Problem to solve
Copy out all the records, word for word.

==== Listed entries

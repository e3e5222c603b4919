use std::collections::HashMap;

use axum::{
    extract::{Path, Query, State},
    Json,
};
use chrono::{DateTime, Utc};
use serde::{Deserialize, Serialize};
use uuid::Uuid;

use crate::{
    api::state::AppState,
    domain::{normalize_gift_card_code, GiftCardStatus, Product},
    error::{AppError, Result},
};

#[derive(Debug, Deserialize)]
pub struct CoursesQuery {
    pub limit: Option<i64>,
}

#[derive(Debug, Serialize)]
pub struct PublicCourseDate {
    pub course_instance_id: Uuid,
    pub template_id: Uuid,
    pub title: String,
    pub slug: String,
    pub price_ore: i64,
    pub starts_at: DateTime<Utc>,
    pub ends_at: DateTime<Utc>,
    pub spots_left: i32,
}

#[derive(Debug, Serialize)]
pub struct PublicProduct {
    pub id: Uuid,
    pub name: String,
    pub slug: String,
    pub description: String,
    pub price_ore: i64,
    pub in_stock: bool,
    pub image_url: Option<String>,
}

impl From<Product> for PublicProduct {
    fn from(p: Product) -> Self {
        Self {
            in_stock: p.stock > 0,
            id: p.id,
            name: p.name,
            slug: p.slug,
            description: p.description,
            price_ore: p.price_ore,
            image_url: p.image_url,
        }
    }
}

#[derive(Debug, Serialize)]
pub struct GiftCardBalance {
    pub code: String,
    pub balance_ore: i64,
    pub status: GiftCardStatus,
    pub expires_at: Option<DateTime<Utc>>,
}

/// GET /api/courses: upcoming bookable dates.
pub async fn list_courses(
    State(state): State<AppState>,
    Query(query): Query<CoursesQuery>,
) -> Result<Json<Vec<PublicCourseDate>>> {
    let ctx = &state.service_context;
    let limit = query.limit.unwrap_or(50).clamp(1, 200);
    let now = Utc::now();

    let templates: HashMap<Uuid, _> = ctx
        .course_repo
        .list_templates(true)
        .await?
        .into_iter()
        .map(|t| (t.id, t))
        .collect();

    let dates = ctx
        .course_repo
        .list_upcoming_instances(limit)
        .await?
        .into_iter()
        .filter(|i| i.is_bookable(now))
        .filter_map(|i| {
            let template = templates.get(&i.template_id)?;
            Some(PublicCourseDate {
                course_instance_id: i.id,
                template_id: template.id,
                title: template.title.clone(),
                slug: template.slug.clone(),
                price_ore: template.price_ore,
                starts_at: i.starts_at,
                ends_at: i.ends_at,
                spots_left: i.spots_left(),
            })
        })
        .collect();

    Ok(Json(dates))
}

/// GET /api/products
pub async fn list_products(State(state): State<AppState>) -> Result<Json<Vec<PublicProduct>>> {
    let products = state.service_context.product_repo.list(true).await?;
    Ok(Json(products.into_iter().map(PublicProduct::from).collect()))
}

/// GET /api/gift-cards/:code
pub async fn gift_card_balance(
    State(state): State<AppState>,
    Path(code): Path<String>,
) -> Result<Json<GiftCardBalance>> {
    let card = state
        .service_context
        .gift_card_repo
        .find_by_code(&code)
        .await?
        // Unpaid cards are not revealed.
        .filter(|c| c.status != GiftCardStatus::Pending)
        .ok_or_else(|| AppError::NotFound("Gift card not found".to_string()))?;

    Ok(Json(GiftCardBalance {
        code: normalize_gift_card_code(&card.code),
        balance_ore: card.balance_ore,
        status: card.status,
        expires_at: card.expires_at,
    }))
}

========

Task solution
repository e3e5222c603b4919
use std::collections::HashMap;

use axum::{
    extract::{Path, Query, State},
    Json,
};
use chrono::{DateTime, Utc};
use serde::{Deserialize, Serialize};
use uuid::Uuid;

use crate::{
    api::state::AppState,
    domain::{normalize_gift_card_code, GiftCardStatus, Product},
    error::{AppError, Result},
};

#[derive(Debug, Deserialize)]
pub struct CoursesQuery {
    pub limit: Option<i64>,
}

#[derive(Debug, Serialize)]
pub struct PublicCourseDate {
    pub course_instance_id: Uuid,
    pub template_id: Uuid,
    pub title: String,
    pub slug: String,
    pub price_ore: i64,
    pub starts_at: DateTime<Utc>,
    pub ends_at: DateTime<Utc>,
    pub spots_left: i32,
}

#[derive(Debug, Serialize)]
pub struct PublicProduct {
    pub id: Uuid,
    pub name: String,
    pub slug: String,
    pub description: String,
    pub price_ore: i64,
    pub in_stock: bool,
    pub image_url: Option<String>,
}

impl From<Product> for PublicProduct {
    fn from(p: Product) -> Self {
        Self {
            in_stock: p.stock > 0,
            id: p.id,
            name: p.name,
            slug: p.slug,
            description: p.description,
            price_ore: p.price_ore,
            image_url: p.image_url,
        }
    }
}

#[derive(Debug, Serialize)]
pub struct GiftCardBalance {
    pub code: String,
    pub balance_ore: i64,
    pub status: GiftCardStatus,
    pub expires_at: Option<DateTime<Utc>>,
}

/// GET /api/courses: upcoming bookable dates.
pub async fn list_courses(
    State(state): State<AppState>,
    Query(query): Query<CoursesQuery>,
) -> Result<Json<Vec<PublicCourseDate>>> {
    let ctx = &state.service_context;
    let limit = query.limit.unwrap_or(50).clamp(1, 200);
    let now = Utc::now();

    let templates: HashMap<Uuid, _> = ctx
        .course_repo
        .list_templates(true)
        .await?
        .into_iter()
        .map(|t| (t.id, t))
        .collect();

    let dates = ctx
        .course_repo
        .list_upcoming_instances(limit)
        .await?
        .into_iter()
        .filter(|i| i.is_bookable(now))
        .filter_map(|i| {
            let template = templates.get(&i.template_id)?;
            Some(PublicCourseDate {
                course_instance_id: i.id,
                template_id: template.id,
                title: template.title.clone(),
                slug: template.slug.clone(),
                price_ore: template.price_ore,
                starts_at: i.starts_at,
                ends_at: i.ends_at,
                spots_left: i.spots_left(),
            })
        })
        .collect();

    Ok(Json(dates))
}

/// GET /api/products
pub async fn list_products(State(state): State<AppState>) -> Result<Json<Vec<PublicProduct>>> {
    let products = state.service_context.product_repo.list(true).await?;
    Ok(Json(products.into_iter().map(PublicProduct::from).collect()))
}

/// GET /api/gift-cards/:code
pub async fn gift_card_balance(
    State(state): State<AppState>,
    Path(code): Path<String>,
) -> Result<Json<GiftCardBalance>> {
    let card = state
        .service_context
        .gift_card_repo
        .find_by_code(&code)
        .await?
        // Unpaid cards are not revealed.
        .filter(|c| c.status != GiftCardStatus::Pending)
        .ok_or_else(|| AppError::NotFound("Gift card not found".to_string()))?;

    Ok(Json(GiftCardBalance {
        code: normalize_gift_card_code(&card.code),
        balance_ore: card.balance_ore,
        status: card.status,
        expires_at: card.expires_at,
    }))
}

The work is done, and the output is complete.